Data listing Start Marker

use std::path::{Path, PathBuf};

use thiserror::Error;

use crate::config::load_config;
use crate::cursor::{self, Step};
use crate::parse::{load_tasks, TaskFileError, TaskRecord};
use crate::rules::{annotate, load_rules};
use crate::state::{load_state, save_state, PersistedState, StateError};
use crate::status::{self, BatchAdvance, MarkOutcome, StatusError, UnmarkOutcome};
use crate::sync;

pub const TASKLANE_DIR: &str = ".tasklane";
pub const DEFAULT_TASK_FILE: &str = "tasks.txt";
pub const DEFAULT_STATE_FILE: &str = "state.json";
pub const DEFAULT_RULES_FILE: &str = "rules.txt";

#[derive(Debug, Error)]
pub enum WorkspaceError {
    #[error(transparent)]
    Tasks(#[from] TaskFileError),
    #[error(transparent)]
    State(#[from] StateError),
    #[error(transparent)]
    Status(#[from] StatusError),
}

#[derive(Debug, Clone)]
pub struct WorkspacePaths {
    pub root: PathBuf,
    pub dir: PathBuf,
    pub tasks_file: PathBuf,
    pub state_file: PathBuf,
    pub rules_file: PathBuf,
}

impl WorkspacePaths {
    /// Resolve the file layout under `<root>/.tasklane/`, applying any
    /// `.tasklane.toml` file-name overrides.
    pub fn resolve(root: &Path) -> WorkspacePaths {
        let config = load_config(root).unwrap_or_default();
        let dir = root.join(TASKLANE_DIR);
        let file = |name: Option<String>, default: &str| {
            dir.join(name.as_deref().unwrap_or(default))
        };
        WorkspacePaths {
            root: root.to_path_buf(),
            tasks_file: file(config.task_file, DEFAULT_TASK_FILE),
            state_file: file(config.state_file, DEFAULT_STATE_FILE),
            rules_file: file(config.rules_file, DEFAULT_RULES_FILE),
            dir,
        }
    }
}

/// Single-owner handle over one task file / state file pair: the in-memory
/// working copy of the persisted state plus the resolved paths. The task
/// file is re-read on every operation so external edits show up on the next
/// call; the state is loaded once and written back after every mutation.
///
/// If a save fails the error is surfaced, but the in-memory mutation stays
/// visible for the rest of the process; it just will not survive a restart.
#[derive(Debug)]
pub struct Workspace {
    paths: WorkspacePaths,
    state: PersistedState,
}

impl Workspace {
    pub fn open(root: &Path) -> Workspace {
        let paths = WorkspacePaths::resolve(root);
        let state = load_state(&paths.state_file);
        Workspace { paths, state }
    }

    pub fn paths(&self) -> &WorkspacePaths {
        &self.paths
    }

    pub fn state(&self) -> &PersistedState {
        &self.state
    }

    pub fn tasks(&self) -> Result<Vec<TaskRecord>, TaskFileError> {
        load_tasks(&self.paths.tasks_file)
    }

    pub fn rules(&self) -> String {
        load_rules(&self.paths.rules_file)
    }

    pub fn annotated_tasks(&self) -> Result<Vec<TaskRecord>, TaskFileError> {
        let records = self.tasks()?;
        Ok(annotate(&records, &self.rules()))
    }

    fn persist(&self) -> Result<(), StateError> {
        save_state(&self.paths.state_file, &self.state)
    }

    pub fn peek(&mut self, with_rules: bool) -> Result<Step, WorkspaceError> {
        let records = if with_rules {
            self.annotated_tasks()?
        } else {
            self.tasks()?
        };
        Ok(cursor::peek(&mut self.state, &records))
    }

    pub fn advance(&mut self, with_rules: bool) -> Result<Step, WorkspaceError> {
        let records = if with_rules {
            self.annotated_tasks()?
        } else {
            self.tasks()?
        };
        let step = cursor::advance(&mut self.state, &records);
        if matches!(step, Step::Task(_)) {
            self.persist()?;
        }
        Ok(step)
    }

    pub fn reset(&mut self) -> Result<(), WorkspaceError> {
        cursor::reset(&mut self.state);
        self.persist()?;
        Ok(())
    }

    pub fn goto(&mut self, requested: i64) -> Result<usize, WorkspaceError> {
        let records = self.tasks()?;
        let landed = cursor::goto(&mut self.state, records.len(), requested);
        self.persist()?;
        Ok(landed)
    }

    pub fn complete(&mut self, requested: i64) -> Result<MarkOutcome, WorkspaceError> {
        let records = self.tasks()?;
        let outcome = status::complete(&mut self.state, &records, requested);
        self.persist()?;
        Ok(outcome)
    }

    pub fn uncomplete(&mut self, requested: i64) -> Result<UnmarkOutcome, WorkspaceError> {
        let records = self.tasks()?;
        let outcome = status::uncomplete(&mut self.state, &records, requested);
        if matches!(outcome, UnmarkOutcome::Cleared { .. }) {
            self.persist()?;
        }
        Ok(outcome)
    }

    pub fn reset_status(&mut self) -> Result<bool, WorkspaceError> {
        let cleared = status::reset_status(&mut self.state);
        if cleared {
            self.persist()?;
        }
        Ok(cleared)
    }

    pub fn start_info(&mut self, requested: i64) -> Result<Option<(usize, String)>, WorkspaceError> {
        let records = self.tasks()?;
        Ok(status::start_info(&mut self.state, &records, requested))
    }

    pub fn batch_advance(&mut self, count: Option<i64>) -> Result<BatchAdvance, WorkspaceError> {
        let records = self.tasks()?;
        let annotated = annotate(&records, &self.rules());
        let batch = status::batch_advance(&mut self.state, &records, &annotated, count)?;
        self.persist()?;
        Ok(batch)
    }

    /// Re-derive positional completion from the fingerprint history against
    /// the current task file, then persist. Returns the reconciled records.
    pub fn reconcile(&mut self) -> Result<Vec<TaskRecord>, WorkspaceError> {
        let records = self.tasks()?;
        sync::reconcile(&mut self.state, &records);
        self.persist()?;
        Ok(records)
    }
}
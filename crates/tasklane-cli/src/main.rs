mod version;

use std::path::PathBuf;

use anyhow::Result;
use clap::{Parser, Subcommand};
use tracing::debug;

use tasklane_core::bootstrap::bootstrap_workspace;
use tasklane_core::views;
use tasklane_core::workspace::Workspace;

#[derive(Parser)]
#[command(
    name = "tasklane",
    version = version::FULL,
    about = "Pointer-based progress tracking over a flat task file"
)]
struct Cli {
    /// Project root containing the .tasklane directory.
    #[arg(long, default_value = ".")]
    root: PathBuf,
    #[command(subcommand)]
    command: Command,
}

#[derive(Subcommand)]
enum Command {
    /// Show the task list as a compact table
    List,
    /// Show every task in full with a status summary
    Details,
    /// Show the current task without advancing the pointer
    Peek {
        /// Include the rule text in the shown task
        #[arg(long)]
        rules: bool,
    },
    /// Serve the current task, mark it complete, and advance the pointer
    Next {
        /// Include the rule text in the served task
        #[arg(long)]
        rules: bool,
    },
    /// Move the pointer back to the first task
    Reset,
    /// Clear all completion marks (fingerprint history is kept)
    ResetStatus,
    /// Jump the pointer to a 0-based index (out-of-range input is clamped)
    Goto { index: i64 },
    /// Deprecated: show task info without changing any state
    Start { index: i64 },
    /// Mark a task complete by index
    Complete { index: i64 },
    /// Mark a task pending again by index
    Uncomplete { index: i64 },
    /// Mark the next tasks complete in bulk and print their full content
    Auto { count: Option<i64> },
    /// Reconcile completion state against the current task file
    Sync,
    /// Show the rule text prepended to annotated tasks
    Rules,
    /// Print version information
    Version,
}

fn main() -> Result<()> {
    tracing_subscriber::fmt()
        .with_env_filter(tracing_subscriber::EnvFilter::from_default_env())
        .with_writer(std::io::stderr)
        .init();

    let cli = Cli::parse();
    if matches!(cli.command, Command::Version) {
        println!("tasklane {}", version::FULL);
        return Ok(());
    }

    let report = bootstrap_workspace(&cli.root)?;
    debug!(
        dir = %report.dir.display(),
        tasks = report.task_count,
        "workspace ready"
    );

    let mut ws = Workspace::open(&cli.root);
    let output = match cli.command {
        Command::List => {
            let records = ws.tasks()?;
            views::task_table(&records, ws.state())
        }
        Command::Details => {
            let records = ws.tasks()?;
            views::task_details(&records, ws.state())
        }
        Command::Peek { rules } => views::peek_text(&ws.peek(rules)?),
        Command::Next { rules } => views::advance_text(&ws.advance(rules)?),
        Command::Reset => {
            ws.reset()?;
            "Pointer reset to 0.".to_string()
        }
        Command::ResetStatus => {
            if ws.reset_status()? {
                "All completion marks cleared.".to_string()
            } else {
                "No completion marks to clear.".to_string()
            }
        }
        Command::Goto { index } => {
            let landed = ws.goto(index)?;
            format!("Pointer moved to {landed}.")
        }
        Command::Start { index } => {
            let info = ws.start_info(index)?;
            views::start_text(info.as_ref())
        }
        Command::Complete { index } => views::complete_text(&ws.complete(index)?),
        Command::Uncomplete { index } => views::uncomplete_text(&ws.uncomplete(index)?),
        Command::Auto { count } => views::batch_text(&ws.batch_advance(count)?),
        Command::Sync => {
            let records = ws.reconcile()?;
            views::sync_summary(&records, ws.state())
        }
        Command::Rules => ws.rules(),
        Command::Version => unreachable!("handled above"),
    };
    println!("{output}");
    Ok(())
}
use std::fs;
use std::path::{Path, PathBuf};

use thiserror::Error;

use crate::hash::Fingerprint;

/// Blocks whose trimmed content starts with this marker are comments:
/// never counted, never indexed, never hashed.
pub const COMMENT_MARKER: char = '#';

#[derive(Debug, Error)]
pub enum TaskFileError {
    #[error("Tasks file not found: {0}")]
    NotFound(PathBuf),
    #[error("No tasks found in {0}")]
    Empty(PathBuf),
    #[error("Failed to read tasks file {path}: {source}")]
    Io {
        path: PathBuf,
        source: std::io::Error,
    },
}

/// One non-comment block of the task file, addressed by its position in the
/// current parse. Derived on every read, never persisted.
#[derive(Debug, Clone, PartialEq, Eq)]
pub struct TaskRecord {
    pub index: usize,
    pub content: String,
}

impl TaskRecord {
    pub fn first_line(&self) -> &str {
        self.content.lines().next().unwrap_or("").trim()
    }

    pub fn fingerprint(&self) -> Fingerprint {
        Fingerprint::of(&self.content)
    }
}

/// Split raw text into blank-line-delimited blocks. Lines are right-trimmed;
/// a blank line terminates the current block; a trailing block at end of
/// input is emitted as well. Each block is returned trimmed.
pub fn split_blocks(raw: &str) -> Vec<String> {
    let mut blocks = Vec::new();
    let mut current: Vec<&str> = Vec::new();
    for line in raw.split('\n') {
        let line = line.trim_end();
        if line.trim().is_empty() {
            if !current.is_empty() {
                blocks.push(current.join("\n").trim().to_string());
                current.clear();
            }
        } else {
            current.push(line);
        }
    }
    if !current.is_empty() {
        blocks.push(current.join("\n").trim().to_string());
    }
    blocks
}

/// Parse raw text into task records. Comment blocks are dropped entirely and
/// consume no index: positions are assigned to non-comment blocks only, in
/// source order.
pub fn parse_tasks(raw: &str) -> Vec<TaskRecord> {
    split_blocks(raw)
        .into_iter()
        .filter(|block| !block.starts_with(COMMENT_MARKER))
        .enumerate()
        .map(|(index, content)| TaskRecord { index, content })
        .collect()
}

/// Read and parse the task file. The file is read fresh on every call so
/// external edits are visible on the next operation.
pub fn load_tasks(path: &Path) -> Result<Vec<TaskRecord>, TaskFileError> {
    if !path.exists() {
        return Err(TaskFileError::NotFound(path.to_path_buf()));
    }
    let raw = fs::read_to_string(path).map_err(|source| TaskFileError::Io {
        path: path.to_path_buf(),
        source,
    })?;
    let records = parse_tasks(&raw);
    if records.is_empty() {
        return Err(TaskFileError::Empty(path.to_path_buf()));
    }
    Ok(records)
}
mod tools;
mod version;

use std::path::PathBuf;

use clap::Parser;
use rust_mcp_sdk::error::SdkResult;
use rust_mcp_sdk::schema::{
    Implementation, InitializeResult, ProtocolVersion, ServerCapabilities, ServerCapabilitiesTools,
};
use rust_mcp_sdk::{
    mcp_server::{server_runtime, McpServerOptions},
    McpServer, StdioTransport, ToMcpServerHandler, TransportOptions,
};
use tracing::info;

use tasklane_core::bootstrap::bootstrap_workspace;

use crate::tools::{McpContext, TasklaneServerHandler};

#[derive(Parser)]
#[command(name = "tasklane-mcp", version = version::FULL)]
struct Args {
    /// Default project root for MCP tool calls; bootstrapped at startup.
    #[arg(long)]
    root: Option<PathBuf>,
}

#[tokio::main]
async fn main() -> SdkResult<()> {
    // Logs go to stderr; stdout belongs to the MCP transport.
    tracing_subscriber::fmt()
        .with_env_filter(tracing_subscriber::EnvFilter::from_default_env())
        .with_writer(std::io::stderr)
        .init();

    let args = Args::parse();

    if let Some(root) = &args.root {
        match bootstrap_workspace(root) {
            Ok(report) => info!(
                dir = %report.dir.display(),
                tasks = report.task_count,
                "workspace ready"
            ),
            Err(err) => {
                eprintln!("Failed to prepare workspace: {err}");
                std::process::exit(1);
            }
        }
    }

    let server_details = InitializeResult {
        server_info: Implementation {
            name: "tasklane".into(),
            version: version::FULL.into(),
            title: Some("Tasklane MCP Server".into()),
            description: Some("MCP server for pointer-based tracking of a flat task file".into()),
            icons: vec![],
            website_url: None,
        },
        capabilities: ServerCapabilities {
            tools: Some(ServerCapabilitiesTools { list_changed: None }),
            ..Default::default()
        },
        meta: None,
        instructions: Some("Tasklane MCP server".into()),
        protocol_version: ProtocolVersion::V2025_11_25.into(),
    };

    let transport = StdioTransport::new(TransportOptions::default())?;
    let handler = TasklaneServerHandler {
        context: McpContext {
            default_root: args.root,
        },
    };

    let server = server_runtime::create_server(McpServerOptions {
        server_details,
        transport,
        handler: handler.to_mcp_server_handler(),
        task_store: None,
        client_task_store: None,
    });

    server.start().await
}
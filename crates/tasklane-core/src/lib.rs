//! Core engine for tasklane: task parsing, fingerprints, and the persisted
//! pointer/completion state that survives edits to the task file.

pub mod bootstrap;
pub mod config;
pub mod cursor;
pub mod hash;
pub mod parse;
pub mod rules;
pub mod state;
pub mod status;
pub mod sync;
pub mod views;
pub mod workspace;

pub fn version() -> &'static str {
    env!("CARGO_PKG_VERSION")
}
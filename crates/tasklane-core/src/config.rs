use std::fs;
use std::path::{Path, PathBuf};

use serde::{Deserialize, Serialize};

/// Optional per-root overrides for the workspace file names. All fields are
/// relative to the `.tasklane` directory.
#[derive(Debug, Clone, Default, Serialize, Deserialize)]
pub struct TasklaneConfig {
    pub task_file: Option<String>,
    pub state_file: Option<String>,
    pub rules_file: Option<String>,
}

pub fn config_path(root: &Path) -> PathBuf {
    root.join(".tasklane.toml")
}

/// Best-effort config load: a missing or malformed config file is simply
/// ignored and defaults apply.
pub fn load_config(root: &Path) -> Option<TasklaneConfig> {
    let path = config_path(root);
    if !path.is_file() {
        return None;
    }
    let text = fs::read_to_string(&path).ok()?;
    toml::from_str::<TasklaneConfig>(&text).ok()
}
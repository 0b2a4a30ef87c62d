use std::fs;
use std::path::Path;

use crate::parse::TaskRecord;

/// Always prepended to annotated task content, ahead of any user rules.
/// User rules can extend this preamble but never replace it.
pub const SAFETY_PREAMBLE: &str = "\
# Workspace safety rules (always applied)
# - Never delete the .tasklane directory or the files inside it
# - tasks.txt, state.json and rules.txt must be preserved
# - Prefer editing file contents or creating new files over removing anything
";

/// Load the rule text: the fixed safety preamble plus the user rule file if
/// present and non-empty. A missing or empty rule file is not an error.
pub fn load_rules(path: &Path) -> String {
    let user_rules = fs::read_to_string(path)
        .map(|raw| raw.trim().to_string())
        .unwrap_or_default();
    if user_rules.is_empty() {
        SAFETY_PREAMBLE.to_string()
    } else {
        format!("{SAFETY_PREAMBLE}\n{user_rules}")
    }
}

/// Prefix every record's content with the rule text. Purely cosmetic:
/// count and indices are unchanged.
pub fn annotate(records: &[TaskRecord], rules: &str) -> Vec<TaskRecord> {
    records
        .iter()
        .map(|record| TaskRecord {
            index: record.index,
            content: format!("{rules}\n\n{content}", content = record.content),
        })
        .collect()
}

#[cfg(test)]
mod tests {
    use super::*;
    use tempfile::TempDir;

    #[test]
    fn missing_rule_file_yields_preamble_only() {
        let temp = TempDir::new().expect("tempdir");
        let rules = load_rules(&temp.path().join("rules.txt"));
        assert_eq!(rules, SAFETY_PREAMBLE);
    }

    #[test]
    fn user_rules_are_appended_after_the_preamble() {
        let temp = TempDir::new().expect("tempdir");
        let path = temp.path().join("rules.txt");
        std::fs::write(&path, "Use conventional commits\n").expect("write");
        let rules = load_rules(&path);
        assert!(rules.starts_with(SAFETY_PREAMBLE));
        assert!(rules.ends_with("Use conventional commits"));
    }

    #[test]
    fn annotate_keeps_count_and_indices() {
        let records = vec![
            TaskRecord {
                index: 0,
                content: "Task A".to_string(),
            },
            TaskRecord {
                index: 1,
                content: "Task B".to_string(),
            },
        ];
        let annotated = annotate(&records, "rules here");
        assert_eq!(annotated.len(), 2);
        assert_eq!(annotated[1].index, 1);
        assert_eq!(annotated[1].content, "rules here\n\nTask B");
    }
}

Data listing End Marker

## Task item
Transcribe, word for word, the data above from its first line through the line with "pub fn resolve(root: &Path)", and include nothing else.

## Task response
use std::path::{Path, PathBuf};

use thiserror::Error;

use crate::config::load_config;
use crate::cursor::{self, Step};
use crate::parse::{load_tasks, TaskFileError, TaskRecord};
use crate::rules::{annotate, load_rules};
use crate::state::{load_state, save_state, PersistedState, StateError};
use crate::status::{self, BatchAdvance, MarkOutcome, StatusError, UnmarkOutcome};
use crate::sync;

pub const TASKLANE_DIR: &str = ".tasklane";
pub const DEFAULT_TASK_FILE: &str = "tasks.txt";
pub const DEFAULT_STATE_FILE: &str = "state.json";
pub const DEFAULT_RULES_FILE: &str = "rules.txt";

#[derive(Debug, Error)]
pub enum WorkspaceError {
    #[error(transparent)]
    Tasks(#[from] TaskFileError),
    #[error(transparent)]
    State(#[from] StateError),
    #[error(transparent)]
    Status(#[from] StatusError),
}

#[derive(Debug, Clone)]
pub struct WorkspacePaths {
    pub root: PathBuf,
    pub dir: PathBuf,
    pub tasks_file: PathBuf,
    pub state_file: PathBuf,
    pub rules_file: PathBuf,
}

impl WorkspacePaths {
    /// Resolve the file layout under `<root>/.tasklane/`, applying any
    /// `.tasklane.toml` file-name overrides.
    pub fn resolve(root: &Path) -> WorkspacePaths {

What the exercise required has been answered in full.